Geoffrey is all of us. Clocking in day and night; smiling with existential crisis, just to chase the all-important cube, in exchange for what? What is it all for? What is the cube? What's your cube? Who am I? I look in the mirror, and all I see is Geoffrey...
At first thought "Huh, that last hop is defining gravity" Then I dropped it when you *said "Oh, you learning to fly................. That will come in handy!" It's like it's trying really hard to use its mind power to lift itself in the air xD. Find it interesting for uses like unique secondary animations sort of stuff. Edit: Btw is that Rendered in Eevee next or Cycles? (Looks pretty good if E).
This is amazing! Do you have any tutorials about how you implement RL in Blender? I am currently working on a Sensor Simulation Tool in Blender and it would be great to do some RL experiments as well :)
Hey! I used a very slightly modified version of Blend Torch that allowed multiple environments to train at the same time: github.com/MohamadZeina/pytorch-blender For RL, I used Stable Baselines 3. Reach out to my email (in channel bio) if you have more questions
Thanks :) State: 3D position of the target relative to the agent, 3D rotation of the agent, 3D position of agent, sideways position of the moving furniture (when it’s there). This is stacked, with the number of frames being optimised through a Bayesian search. I think best was 4 or 8 frames. Frames are skipped, again this is searched for, I think best was 4 or 8 again. Reward: positive for velocity towards target, negative for velocity towards, plus a large reward for touching it, that’s spread out over 10 frames or so, negative reward for being close to the lava (though could have been stronger) Actions: 5 continuous actions, 3 for angular momentum of the wheel, 2 for a forcefields (up / down - and / back) Neural architecture is searched for - I think best was 1024 neurons x 3 layers, although in other projects you need much smaller Let me know if you need anything else ;)

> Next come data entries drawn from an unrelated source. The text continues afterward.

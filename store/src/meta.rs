//! Metadata storage trait.

use crate::StoreError;

/// Key under which the schema version is stored.
pub const SCHEMA_VERSION_KEY: &str = "schema_version";

/// Generic key-value store for internal bookkeeping that doesn't belong in
/// any domain-specific store (schema version, persisted round view).
pub trait MetaStore {
    fn put_meta(&self, key: &str, value: &[u8]) -> Result<(), StoreError>;

    fn get_meta(&self, key: &str) -> Result<Option<Vec<u8>>, StoreError>;

    fn get_schema_version(&self) -> Result<Option<u32>, StoreError> {
        match self.get_meta(SCHEMA_VERSION_KEY)? {
            None => Ok(None),
            Some(bytes) => {
                let raw: [u8; 4] = bytes.as_slice().try_into().map_err(|_| {
                    StoreError::Corruption(format!("schema version has {} bytes", bytes.len()))
                })?;
                Ok(Some(u32::from_be_bytes(raw)))
            }
        }
    }

    fn set_schema_version(&self, version: u32) -> Result<(), StoreError> {
        self.put_meta(SCHEMA_VERSION_KEY, &version.to_be_bytes())
    }
}
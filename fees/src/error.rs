use tally_types::Wei;
use thiserror::Error;

#[derive(Debug, Error, PartialEq, Eq)]
pub enum FeeError {
    #[error("max fee per gas {max_fee} is below the block base fee {base_fee}")]
    FeeCapBelowBaseFee { max_fee: Wei, base_fee: Wei },

    #[error("max priority fee per gas {tip_cap} exceeds max fee per gas {max_fee}")]
    TipAboveFeeCap { tip_cap: Wei, max_fee: Wei },

    #[error("arithmetic overflow computing {0}")]
    Overflow(&'static str),
}
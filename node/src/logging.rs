//! Structured logging initialisation for the Tally node.
//!
//! Two output formats are supported:
//! - [`LogFormat::Human`] — coloured, human-readable lines (development).
//! - [`LogFormat::Json`] — newline-delimited JSON (production / log aggregation).
//!
//! The filter level can be overridden at runtime via the `RUST_LOG`
//! environment variable. When `RUST_LOG` is not set, the caller-supplied
//! `level` string is used (e.g. `"info"`, `"debug,tally_oracle=trace"`).

use std::str::FromStr;

use tracing_subscriber::{fmt, layer::SubscriberExt, util::SubscriberInitExt, EnvFilter};

use crate::NodeError;

#[derive(Debug, Clone, Copy, PartialEq, Eq)]
pub enum LogFormat {
    Human,
    Json,
}

impl FromStr for LogFormat {
    type Err = NodeError;

    fn from_str(s: &str) -> Result<Self, Self::Err> {
        match s.to_ascii_lowercase().as_str() {
            "human" | "text" => Ok(Self::Human),
            "json" => Ok(Self::Json),
            other => Err(NodeError::Config(format!("unknown log format '{other}'"))),
        }
    }
}

/// Initialise the global tracing subscriber.
///
/// Returns an error if a global subscriber has already been set.
pub fn init_logging(format: LogFormat, level: &str) -> Result<(), NodeError> {
    let filter = EnvFilter::try_from_default_env().unwrap_or_else(|_| EnvFilter::new(level));

    let result = match format {
        LogFormat::Human => tracing_subscriber::registry()
            .with(filter)
            .with(fmt::layer().with_target(true).with_thread_ids(true))
            .try_init(),
        LogFormat::Json => tracing_subscriber::registry()
            .with(filter)
            .with(fmt::layer().json().with_target(true).with_thread_ids(true))
            .try_init(),
    };
    result.map_err(|e| NodeError::Config(format!("logging already initialised: {e}")))
}

#[cfg(test)]
mod tests {
    use super::*;

    #[test]
    fn log_format_parses_case_insensitively() {
        assert_eq!("JSON".parse::<LogFormat>().unwrap(), LogFormat::Json);
        assert_eq!("human".parse::<LogFormat>().unwrap(), LogFormat::Human);
        assert!("xml".parse::<LogFormat>().is_err());
    }
}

@@MobyMotion Thanks for your detailed info! I have a few more quetions: Seems like dimension of the state is not fixed? The first and second level of your video don't have any furniture and the number of furniture could change. How do you modify your state tensor to fix the dimension of it? If I understand correctly, your state is those geometry parameters of 4 frames? Why velocity and angle velocity are not needed in state? Do previous action have no influence? What's the frequency of giving action? Does the agent take action every frame or keep one action lasting for some number of frames? Was the 1024x3 structure tried out yourself or did you follow other people's work? Trying out a neural network's structure that work for a new task is really time consuming.
Most runs were trained from scratch, so the input dimension was different to match the number of observations. I didn’t think to include velocity, my thinking was that having a few frames over time provided this same velocity information implicitly. Velocity would probably have been better tbh. 1 action lasts multiple frames - this is what I meant by frame skipping. 1 action is applied for multiple frames until the next decision step. I found the 1024x3 through a Bayesian optimisation search, but if your compute is limited the default (256x2) is probably enough for most environment. If it fails to learns your problems is usually a bug or problem with observations / reward structure, and not the architecture. If you tell me about your scene I can try to give my thoughts on what I would try.
@@MobyMotion Thanks for your kind explanation. So you trained different neural networks which have different input dimension for your different levels? That cost lots of time. What do you mean by problem with observations / reward structure, and not the architecture? I'm recently writing a paper using DRL method in fluid dynamics and the task is controlling a 2d model flexible jellyfish to chase target. Its a new task that no previous work tried, so I struggled with the choice of the structure of my network. I will search the Bayesian optimisation search to find what I can learn. Again thanks for the info.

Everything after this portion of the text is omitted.